人生ハードモードのクリア特典・中編

 私は貴族として生まれた貴い人間だった。しかし、私の父がとある貴族に騙されて家は没落させられて、私は奴隷に貶されてしまった。


 女であるという事実から、男の欲望を解消するという性的な仕事をさせられる奴隷にされると知って絶望した。そんな時に、私は助けられた。私を死ぬよりも苦しく、酷くて、無慈悲な世界から救ってくれた男性の名はルンメ様。


 彼は、人の不幸を嘆き悲しみ、人々を助けたいと願った。その手段として世界中の奴隷を買い集めた。そして、集めた奴隷たちを彼は人として向き合い能力を調べて、その人間の適性を知って、適切な仕事を与えた。

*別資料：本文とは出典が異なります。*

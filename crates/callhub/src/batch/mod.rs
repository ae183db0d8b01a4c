//! BatchCoordinator (§4.7): creates a batch of call-log entries and fans
//! them out with a bounded worker pool, honoring cooperative cancellation
//! (P6: a canceled batch never dispatches further entries once the flag is
//! observed, though entries already in flight are allowed to finish).

use std::sync::Arc;

use rust_decimal::Decimal;
use serde_json::Value as Json;
use tokio::sync::Semaphore;

use callhub_core::ids::{BatchId, SubjectId, TenantId};
use callhub_core::phone::Phone;
use callhub_core::AppError;
use callhub_store::model::{Batch, BatchEntry, BatchEntryStatus, BatchStatus};
use callhub_store::pagination::{Page, PageRequest};
use callhub_store::repositories::batches::{BatchesRepo, NewBatchEntry};
use callhub_store::PgPool;

use crate::dispatch::{CallDispatcher, DispatchRequest};

pub struct BatchEntryInput {
    pub to: Phone,
    pub lead_ref: Option<String>,
}

pub struct BatchCoordinator {
    pool: PgPool,
    dispatcher: Arc<CallDispatcher>,
    max_parallel: usize,
}

impl BatchCoordinator {
    pub fn new(pool: PgPool, dispatcher: Arc<CallDispatcher>, max_parallel: usize) -> Self {
        BatchCoordinator { pool, dispatcher, max_parallel }
    }

    pub async fn create_batch(
        &self,
        schema: &str,
        tenant: TenantId,
        initiated_by: SubjectId,
        agent_id: i64,
        entries: Vec<BatchEntryInput>,
        metadata: Json,
    ) -> Result<(Batch, Vec<BatchEntry>), AppError> {
        if entries.is_empty() {
            return Err(AppError::validation("batch must contain at least one entry"));
        }
        let mut tx = self.pool.begin().await.map_err(AppError::internal)?;
        let created = BatchesRepo::create(
            &mut tx,
            schema,
            tenant,
            initiated_by,
            agent_id,
            entries
                .into_iter()
                .map(|e| NewBatchEntry {
                    to_country_code: e.to.country_code,
                    to_base_number: e.to.base_number,
                    lead_ref: e.lead_ref,
                })
                .collect(),
            metadata,
        )
        .await?;
        tx.commit().await.map_err(AppError::internal)?;
        Ok(created)
    }

    pub async fn get_batch(
        &self,
        schema: &str,
        tenant: TenantId,
        id: BatchId,
    ) -> Result<Batch, AppError> {
        BatchesRepo::find(&self.pool, schema, tenant, id)
            .await?
            .ok_or_else(|| AppError::not_found("batch"))
    }

    pub async fn list_batches(
        &self,
        schema: &str,
        tenant: TenantId,
        page: PageRequest,
    ) -> Result<Page<Batch>, AppError> {
        BatchesRepo::list(&self.pool, schema, tenant, page).await
    }

    pub async fn cancel_batch(
        &self,
        schema: &str,
        tenant: TenantId,
        id: BatchId,
    ) -> Result<bool, AppError> {
        BatchesRepo::request_cancel(&self.pool, schema, tenant, id).await
    }

    /// Runs every pending entry through the dispatcher, bounded by
    /// `max_parallel` concurrent in-flight calls, stopping early once a
    /// cancellation is observed between dispatches.
    pub async fn run(
        &self,
        schema: &str,
        tenant: TenantId,
        batch_id: BatchId,
        cost_per_call: Decimal,
    ) -> Result<(), AppError> {
        let mut tx = self.pool.begin().await.map_err(AppError::internal)?;
        BatchesRepo::set_status(&mut tx, schema, tenant, batch_id, BatchStatus::Running).await?;
        tx.commit().await.map_err(AppError::internal)?;

        let batch = self.get_batch(schema, tenant, batch_id).await?;
        let entries = BatchesRepo::list_entries(&self.pool, schema, tenant, batch_id).await?;
        let semaphore = Arc::new(Semaphore::new(self.max_parallel.max(1)));
        let mut handles = Vec::with_capacity(entries.len());

        for entry in entries {
            if entry.status != BatchEntryStatus::Pending {
                continue;
            }
            if BatchesRepo::is_cancel_requested(&self.pool, schema, tenant, batch_id).await? {
                break;
            }

            let permit = semaphore.clone().acquire_owned().await.map_err(AppError::internal)?;
            let pool = self.pool.clone();
            let dispatcher = self.dispatcher.clone();
            let schema = schema.to_string();
            let agent_id = batch.agent_id;
            let initiated_by = batch.initiated_by;

            let handle = tokio::spawn(async move {
                let _permit = permit;
                run_entry(pool, dispatcher, schema, tenant, batch_id, entry, agent_id, initiated_by, cost_per_call)
                    .await
            });
            handles.push(handle);
        }

        for handle in handles {
            let _ = handle.await;
        }

        self.finalize(schema, tenant, batch_id).await
    }

    async fn finalize(&self, schema: &str, tenant: TenantId, batch_id: BatchId) -> Result<(), AppError> {
        let batch = self.get_batch(schema, tenant, batch_id).await?;
        let cancel_requested = BatchesRepo::is_cancel_requested(&self.pool, schema, tenant, batch_id).await?;
        let final_status = if cancel_requested {
            BatchStatus::Canceled
        } else if batch.completed_calls + batch.failed_calls >= batch.total_calls {
            BatchStatus::Finished
        } else {
            BatchStatus::Failed
        };
        let mut tx = self.pool.begin().await.map_err(AppError::internal)?;
        BatchesRepo::set_status(&mut tx, schema, tenant, batch_id, final_status).await?;
        tx.commit().await.map_err(AppError::internal)?;
        Ok(())
    }
}

#[allow(clippy::too_many_arguments)]
async fn run_entry(
    pool: PgPool,
    dispatcher: Arc<CallDispatcher>,
    schema: String,
    tenant: TenantId,
    batch_id: BatchId,
    entry: BatchEntry,
    agent_id: i64,
    initiated_by: SubjectId,
    cost_per_call: Decimal,
) {
    let _ = BatchesRepo::mark_entry_dispatching(&pool, &schema, tenant, entry.id).await;

    let to = Phone { country_code: entry.to_country_code.clone(), base_number: entry.to_base_number.clone() };
    let result = dispatcher
        .dispatch_call(
            &schema,
            DispatchRequest {
                tenant,
                initiated_by,
                agent_id,
                to,
                lead_ref: entry.lead_ref.clone(),
                cost: cost_per_call,
                idempotency_key: format!("batch:{}:{}", batch_id, entry.id),
                batch_entry_id: Some(entry.id),
                metadata: Json::Null,
            },
        )
        .await;

    let mut tx = match pool.begin().await {
        Ok(tx) => tx,
        Err(_) => return,
    };

    match result {
        Ok(call_log) => {
            let _ = BatchesRepo::complete_entry(
                &pool,
                &schema,
                tenant,
                entry.id,
                BatchEntryStatus::Succeeded,
                Some(call_log.id),
                None,
            )
            .await;
            let _ = BatchesRepo::record_entry_outcome(&mut tx, &schema, tenant, batch_id, true).await;
        }
        Err(err) => {
            let message = err.to_string();
            let _ = BatchesRepo::complete_entry(
                &pool,
                &schema,
                tenant,
                entry.id,
                BatchEntryStatus::Failed,
                None,
                Some(message.as_str()),
            )
            .await;
            let _ = BatchesRepo::record_entry_outcome(&mut tx, &schema, tenant, batch_id, false).await;
        }
    }
    let _ = tx.commit().await;
}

 常識的に考えれば、奴隷には農作業や建築のための資材集め等の領民にも任せない力仕事しか割り振られない。だがしかし、ルンメ様は奴隷にも能力があるのならば、身分も関係なく知的な仕事を割り振った。


 例えば、教会の聖職者に、法律に関わらせる法曹家に、そして領地の責任も重大な運営に関わらせたり、果ては医者という高度な知識を必要とする職業に就かせた。

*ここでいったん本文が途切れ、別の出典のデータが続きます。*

//! Offset/limit pagination with a returned total count (§4.1).

use serde::{Deserialize, Serialize};

#[derive(Clone, Copy, Debug, Deserialize)]
pub struct PageRequest {
    #[serde(default = "default_page")]
    pub page: u32,
    #[serde(default = "default_limit")]
    pub limit: u32,
}

fn default_page() -> u32 {
    1
}

fn default_limit() -> u32 {
    20
}

impl Default for PageRequest {
    fn default() -> Self {
        PageRequest { page: 1, limit: 20 }
    }
}

impl PageRequest {
    pub fn offset(&self) -> i64 {
        (self.page.saturating_sub(1) as i64) * self.limit.max(1) as i64
    }

    pub fn limit(&self) -> i64 {
        self.limit.max(1) as i64
    }
}

#[derive(Clone, Debug, Serialize)]
pub struct Page<T> {
    pub data: Vec<T>,
    pub total: i64,
    pub page: u32,
    pub limit: u32,
}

 私は、集められた奴隷の中の一人としてルンメ様の持つ領地に集められた。そしてすぐ、ルンメ様お付の秘書官として仕事を任されるようになった。秘書官という仕事は、領地を運営する責任者に補佐として付き従い、領地の運営に関する様々な仕事に携わる重要な立場だった。

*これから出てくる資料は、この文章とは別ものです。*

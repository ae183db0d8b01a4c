pub mod agents;
pub mod batches;
pub mod call_logs;
pub mod features;
pub mod ledger;
pub mod numbers;
pub mod plans;
pub mod tenants;
pub mod voices;
pub mod wallets;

 ルンメ様は、学生をしながら既に一部領地の運営を任されていたため、私が過去、奴隷になる前には貴族としての教育を受けていたため知識があり、彼の補佐に手助けできると私が選ばれた。


「ルンメ様、今日はこの資料の確認からお願いします」

「あぁ、うん。ありがとう。エリス」


 私が差し出した紙を受け取りながら、ルンメ様は立派な貴族らしい、柔らかな笑顔を向けてくれた。彼の眩しい笑顔を見守りながら、助け出された恩を還すために私は一生を彼のために捧げようと決心して、彼に尽くしていった。



***



 大人たちが話し合って決めた予定に沿って、私は小さな頃に王子と婚約を結んで、そして将来は王妃となる予定の人間だった。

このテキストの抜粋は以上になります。